Sur le papier, le scénario est plutôt basique et d’ailleurs au fil de la lecture, on suit avec le sourire aux lèvres un sentier narratif plutôt convenu mais diablement efficace. On pourrait presque craindre que l’on tombe dans le manichéisme outrancier mais les auteurs sont très malins, la caractérisation des personnages évolue grandement et chacun a ses fêlures. Protagonistes principaux et secondaires sont assez fouillés, développés comme il faut pour densifier un récit initiatique et intimiste à la fois. Les deux personnages principaux sont tous les deux attachants chacun à sa manière. On passe vraiment par tous les états durant cette lecture et c’est avec une certaine émotion qu’on les quitte dans un final grandiose.
 


Le background est d’une grande richesse lui aussi malgré le format court.

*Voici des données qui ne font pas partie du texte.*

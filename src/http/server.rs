//! HTTP server setup for HTTP mode.
//!
//! # Responsibilities
//! - Create the Axum Router with the proxy handler and middleware
//!   (tracing, request ID)
//! - Serve HTTP/1.1 and HTTP/2 on already-terminated TLS streams
//! - Run the director pipeline per request and forward to the backend

use std::future::Future;
use std::net::SocketAddr;
use std::sync::Arc;
use std::time::Duration;

use axum::{
    body::Body,
    extract::{ConnectInfo, State},
    http::{Request, StatusCode},
    response::{IntoResponse, Response},
    routing::any,
    Router,
};
use hyper::body::Incoming;
use hyper_util::rt::{TokioExecutor, TokioIo};
use hyper_util::server::conn::auto::Builder;
use tokio::io::{AsyncRead, AsyncWrite};
use tower::ServiceExt;
use tower_http::request_id::{MakeRequestUuid, PropagateRequestIdLayer, SetRequestIdLayer};
use tower_http::trace::TraceLayer;

use super::director::Director;
use super::forward::forward;
use crate::identity::IdentityClient;
use crate::BoxError;

/// Application state injected into handlers.
#[derive(Clone)]
pub struct AppState {
    pub director: Arc<Director>,
    pub identity: IdentityClient,
    pub lookup_timeout: Duration,
    pub connect_timeout: Duration,
}

/// Reverse proxy that serves one TLS connection at a time through a shared router.
#[derive(Clone)]
pub struct HttpServer {
    router: Router,
}

impl HttpServer {
    pub fn new(state: AppState) -> Self {
        Self {
            router: Self::build_router(state),
        }
    }

    /// Build the Axum router with all middleware layers.
    fn build_router(state: AppState) -> Router {
        Router::new()
            .route("/{*path}", any(proxy_handler))
            .route("/", any(proxy_handler))
            .with_state(state)
            .layer(PropagateRequestIdLayer::x_request_id())
            .layer(TraceLayer::new_for_http())
            .layer(SetRequestIdLayer::x_request_id(MakeRequestUuid))
    }

    /// Serve requests arriving on `io` until the client goes away.
    ///
    /// When `stop` completes, in-flight requests finish and the connection is
    /// closed gracefully.
    pub async fn serve_connection<IO, F>(&self, io: IO, remote_addr: SocketAddr, stop: F) -> Result<(), BoxError>
    where
        IO: AsyncRead + AsyncWrite + Unpin + Send + 'static,
        F: Future<Output = ()>,
    {
        let router = self.router.clone();
        let service = hyper::service::service_fn(move |mut request: Request<Incoming>| {
            request.extensions_mut().insert(ConnectInfo(remote_addr));
            router.clone().oneshot(request)
        });

        let builder = Builder::new(TokioExecutor::new());
        let connection = builder.serve_connection(TokioIo::new(io), service);
        tokio::pin!(connection);
        tokio::pin!(stop);

        tokio::select! {
            served = connection.as_mut() => served,
            () = &mut stop => {
                connection.as_mut().graceful_shutdown();
                connection.await
            }
        }
    }
}

/// Main proxy handler.
///
/// Identity lookup failure is not fatal here: the request goes to the backend
/// without identity headers.
async fn proxy_handler(
    State(state): State<AppState>,
    ConnectInfo(remote_addr): ConnectInfo<SocketAddr>,
    request: Request<Body>,
) -> Response {
    let request_id = request
        .headers()
        .get("x-request-id")
        .and_then(|v| v.to_str().ok())
        .unwrap_or("unknown")
        .to_string();

    let request = state.director.rewrite_target(request, remote_addr);

    let request = match state.identity.lookup(remote_addr, state.lookup_timeout).await {
        Ok(identity) => {
            tracing::debug!(
                request_id = %request_id,
                remote_addr = %remote_addr,
                login_name = %identity.login_name,
                node_name = %identity.node_name,
                "Identity resolved"
            );
            state.director.inject_identity_headers(request, &identity)
        }
        Err(error) => {
            tracing::warn!(
                request_id = %request_id,
                remote_addr = %remote_addr,
                error = %error,
                "Identity lookup failed, forwarding without identity headers"
            );
            request
        }
    };

    match forward(state.director.backend(), state.connect_timeout, request).await {
        Ok(response) => response,
        Err(error) => {
            tracing::warn!(
                request_id = %request_id,
                remote_addr = %remote_addr,
                backend = %state.director.backend(),
                error = %error,
                "Upstream error"
            );
            StatusCode::BAD_GATEWAY.into_response()
        }
    }
}
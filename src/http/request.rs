//! Request rewriting for the backend hop.
//!
//! # Responsibilities
//! - Turn the inbound request target into origin-form (`/path?query`)
//! - Normalize to HTTP/1.1, the protocol spoken to the backend
//! - Keep the client's `Host`, filling it in when the client sent none
//! - Sanitize headers (see `security::headers`)

use std::net::SocketAddr;

use axum::http::header::HOST;
use axum::http::{HeaderValue, Request, Uri, Version};

use crate::security::{add_forwarded_headers, strip_hop_by_hop};

/// Rewrite `request` so it can be sent as-is to the backend.
///
/// `fallback_host` is used for `Host` when neither the header nor the request
/// target carries an authority.
pub fn rewrite_target<B>(mut request: Request<B>, peer: SocketAddr, fallback_host: &str) -> Request<B> {
    if !request.headers().contains_key(HOST) {
        let host = request
            .uri()
            .authority()
            .map(|authority| authority.as_str().to_owned())
            .unwrap_or_else(|| fallback_host.to_owned());
        if let Ok(value) = HeaderValue::from_str(&host) {
            request.headers_mut().insert(HOST, value);
        }
    }

    let target = request
        .uri()
        .path_and_query()
        .cloned()
        .map(Uri::from)
        .unwrap_or_else(|| Uri::from_static("/"));
    *request.uri_mut() = target;
    *request.version_mut() = Version::HTTP_11;

    let headers = request.headers_mut();
    strip_hop_by_hop(headers);
    add_forwarded_headers(headers, peer.ip());

    request
}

Les auteurs ont crée un monde dans son entier, une mythologie assez poussée. L’immersion et le dépaysement sont donc impressionnants et la plongée immédiate avec les fameuses cinq rivières, les forêts profondes et inhospitalières, la capitale tentaculaire et son temple si mystérieux. On croise de drôles de zigs et des créatures plus qu’inquiétantes. Le pire étant évidemment l’organisation religieuse qui détient les pleins pouvoirs et son bras armé de l’Inquisition qui ne recule devant aucune horreur pour maintenir le carcan sur la société. Et puis, il y a le mystère des origines, ce qui se cache derrière une porte que personne n’a jamais franchie et qui révélera son ampleur en toute fin d’ouvrage.
 


Graphiquement, on prend une sacrée claque, les planches proposées sont magnifiques que ce soit au niveau du trait que des teintes employées. Entre dynamisme des scènes d’action et pages plus descriptives (et grandioses bien souvent), l’équilibre est parfait, la BD est d’une cohérence de tous les instants dans les choix proposés et on passe vraiment un excellent moment. On ne voit pas le temps passer et on referme le volume en se disant qu’on en aurait bien repris pour 100 pages de plus ! À lire absolument pour tous les amateurs.